In 2011, two Dutch hackers in their early 20s made a target list of 100 high-tech companies they would try to hack. Soon, they had found security vulnerabilities in Facebook, Google, Apple, Microsoft, Twitter and 95 other companies’ systems.
They called their list the Hack 100.
When they alerted executives of those companies, about a third ignored them. Another third thanked them, curtly, but never fixed the flaws, while the rest raced to solve their issues. Thankfully for the young hackers, no one called the police.

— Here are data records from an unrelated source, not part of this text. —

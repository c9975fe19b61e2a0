//! Basic image generation example.
//!
//! Run with: `cargo run --example generate_image`
//!
//! Requires `GEMINI_API_KEY` (or `GOOGLE_API_KEY`) environment variable.

use lumina::{AspectRatio, GeminiProvider, GenerationRequest, ImageProvider};

#[tokio::main]
async fn main() -> lumina::Result<()> {
    let provider = GeminiProvider::builder().build()?;

    let request = GenerationRequest::new("A golden retriever puppy playing in snow")
        .with_aspect_ratio(AspectRatio::Cinematic);
    let image = provider.generate(&request).await?;

    let path = format!("output.{}", image.format.extension());
    image.save(&path)?;
    println!(
        "Generated image: {} ({} bytes) via {}",
        path,
        image.size(),
        image.model
    );

    Ok(())
}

Now the duo, Michiel Prins and Jobert Abma, are among the four co-founders of a San Francisco tech start-up that aims to become a mediator between companies with cybersecurity issues and hackers like them who are looking to solve problems rather than cause them. They hope their outfit, called HackerOne, can persuade other hackers to responsibly report security flaws, rather than exploit them, and connect those “white hats” with companies willing to pay a bounty for their finds.

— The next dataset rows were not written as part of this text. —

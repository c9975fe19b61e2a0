//! API key selection.
//!
//! The key is held in a shared store rather than baked into the provider, so
//! a key selected mid-session (the studio's `/key` command) is picked up by
//! the next request without rebuilding anything.

use std::sync::{Arc, PoisonError, RwLock};

/// Environment variables checked for a key, in order.
pub const API_KEY_ENV_VARS: [&str; 3] = ["GEMINI_API_KEY", "GOOGLE_API_KEY", "API_KEY"];

/// Shared, swappable API key.
#[derive(Clone, Default)]
pub struct ApiKeyStore {
    key: Arc<RwLock<Option<String>>>,
}

impl ApiKeyStore {
    /// Creates an empty store with no key selected.
    pub fn new() -> Self {
        Self::default()
    }

    /// Creates a store with the given key already selected.
    pub fn with_key(key: impl Into<String>) -> Self {
        let store = Self::new();
        store.set(key);
        store
    }

    /// Creates a store seeded from the first non-empty key variable.
    pub fn from_env() -> Self {
        Self::from_env_with(|var| std::env::var(var).ok())
    }

    /// Like [`from_env`](Self::from_env), reading variables through `env`.
    pub fn from_env_with(env: impl Fn(&str) -> Option<String>) -> Self {
        let store = Self::new();
        if let Some((var, key)) = API_KEY_ENV_VARS.iter().find_map(|var| {
            env(*var)
                .map(|v| v.trim().to_string())
                .filter(|v| !v.is_empty())
                .map(|key| (*var, key))
        }) {
            tracing::debug!(env_var = var, "using API key from environment");
            store.set(key);
        }
        store
    }

    /// Returns the selected key, if any.
    pub fn get(&self) -> Option<String> {
        self.key
            .read()
            .unwrap_or_else(PoisonError::into_inner)
            .clone()
    }

    /// Selects a key. Blank input clears the selection.
    pub fn set(&self, key: impl Into<String>) {
        let key = key.into();
        let key = key.trim();
        let mut slot = self.key.write().unwrap_or_else(PoisonError::into_inner);
        *slot = (!key.is_empty()).then(|| key.to_string());
    }

    /// Forgets the selected key.
    pub fn clear(&self) {
        *self.key.write().unwrap_or_else(PoisonError::into_inner) = None;
    }

    /// Returns true if a key has been selected.
    pub fn has_selected_api_key(&self) -> bool {
        self.key
            .read()
            .unwrap_or_else(PoisonError::into_inner)
            .is_some()
    }
}

impl std::fmt::Debug for ApiKeyStore {
    fn fmt(&self, f: &mut std::fmt::Formatter<'_>) -> std::fmt::Result {
        let state = if self.has_selected_api_key() {
            "[REDACTED]"
        } else {
            "<none>"
        };
        f.debug_struct("ApiKeyStore").field("key", &state).finish()
    }
}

In the last year, the start-up has persuaded some of the biggest names in tech — including Yahoo, Square and Twitter — and companies you might never expect, like banks and oil companies, to work with their service. They have also convinced venture capitalists that, with billions more devices moving online and flaws inevitable in each, HackerOne has the potential to be very lucrative. HackerOne gets a 20 percent commission on top of each bounty paid through its service.

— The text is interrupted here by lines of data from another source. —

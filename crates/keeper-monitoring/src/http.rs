// HTTP GET transport for health probes

use crate::{HealthCheckError, HealthCheckResult};
use async_trait::async_trait;
use http_body_util::Empty;
use hyper::body::Bytes;
use hyper::{Method, Request, Uri};
use hyper_util::client::legacy::connect::HttpConnector;
use hyper_util::client::legacy::Client;
use hyper_util::rt::TokioExecutor;
use std::net::IpAddr;
use std::time::Duration;
use tokio::time::timeout;
use tracing::debug;

/// Issues a single GET and reports the HTTP status code.
///
/// Transport failures (refused connection, timeout, bad URL) are errors;
/// any HTTP response, including 5xx, is `Ok(status)`.
#[async_trait]
pub trait HttpGetter: Send + Sync {
    async fn get_status(&self, url: &str, timeout: Duration) -> HealthCheckResult<u16>;
}

/// Production getter backed by the hyper-util legacy client.
#[derive(Clone)]
pub struct HyperGetter {
    client: Client<HttpConnector, Empty<Bytes>>,
}

impl HyperGetter {
    pub fn new() -> Self {
        Self {
            client: Client::builder(TokioExecutor::new()).build_http(),
        }
    }
}

impl Default for HyperGetter {
    fn default() -> Self {
        Self::new()
    }
}

impl std::fmt::Debug for HyperGetter {
    fn fmt(&self, f: &mut std::fmt::Formatter<'_>) -> std::fmt::Result {
        f.debug_struct("HyperGetter").finish_non_exhaustive()
    }
}

#[async_trait]
impl HttpGetter for HyperGetter {
    async fn get_status(&self, url: &str, check_timeout: Duration) -> HealthCheckResult<u16> {
        let uri: Uri = url.parse().map_err(|e| HealthCheckError::InvalidUrl {
            url: url.to_string(),
            reason: format!("{}", e),
        })?;

        let request = Request::builder()
            .method(Method::GET)
            .uri(uri)
            .header("User-Agent", concat!("keeper/", env!("CARGO_PKG_VERSION")))
            .body(Empty::<Bytes>::new())
            .map_err(|e| HealthCheckError::InvalidUrl {
                url: url.to_string(),
                reason: format!("Failed to build request: {}", e),
            })?;

        match timeout(check_timeout, self.client.request(request)).await {
            Ok(Ok(response)) => {
                let status = response.status().as_u16();
                debug!(url, status, "Health endpoint answered");
                Ok(status)
            }
            Ok(Err(e)) => Err(HealthCheckError::ConnectionFailed {
                url: url.to_string(),
                reason: e.to_string(),
            }),
            Err(_) => Err(HealthCheckError::Timeout {
                url: url.to_string(),
                timeout: check_timeout,
            }),
        }
    }
}

/// Build `http://host:port/path` for a probe.
///
/// A wildcard bind address is probed over loopback of the same family.
pub fn health_url(host: &str, port: u16, path: &str) -> String {
    let host = match host.parse::<IpAddr>() {
        Ok(IpAddr::V4(v4)) if v4.is_unspecified() => "127.0.0.1".to_string(),
        Ok(IpAddr::V6(v6)) if v6.is_unspecified() => "[::1]".to_string(),
        Ok(IpAddr::V6(v6)) => format!("[{}]", v6),
        _ => host.to_string(),
    };
    format!("http://{}:{}{}", host, port, path)
}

“Every company is going to do this,” said Bill Gurley, a partner at Benchmark, which invested $9 million in HackerOne. “To not try this is brain-dead.”
The alternative to so-called moderated bug bounty programs is sticking with the current perverse incentive model. Hackers who find new holes in corporate systems can, depending on their severity, expect six-figure sums to sell their discovery to criminals or governments, where those vulnerabilities are stockpiled in cyberarsenals and often never fixed. Alternatively, when they pass the weaknesses to companies to get them fixed, the hackers are often ignored or threatened with jail.
In essence, the people with the skills to fix the Internet’s security problems have more reasons to leave the web wide open to attack.
“We want to make it easy and rewarding for that next group of skilled hackers to have a viable career staying in defense,” said Katie Moussouris, HackerOne’s chief policy officer, who pioneered the bounty program at Microsoft. “Right now, we’re on the fence.”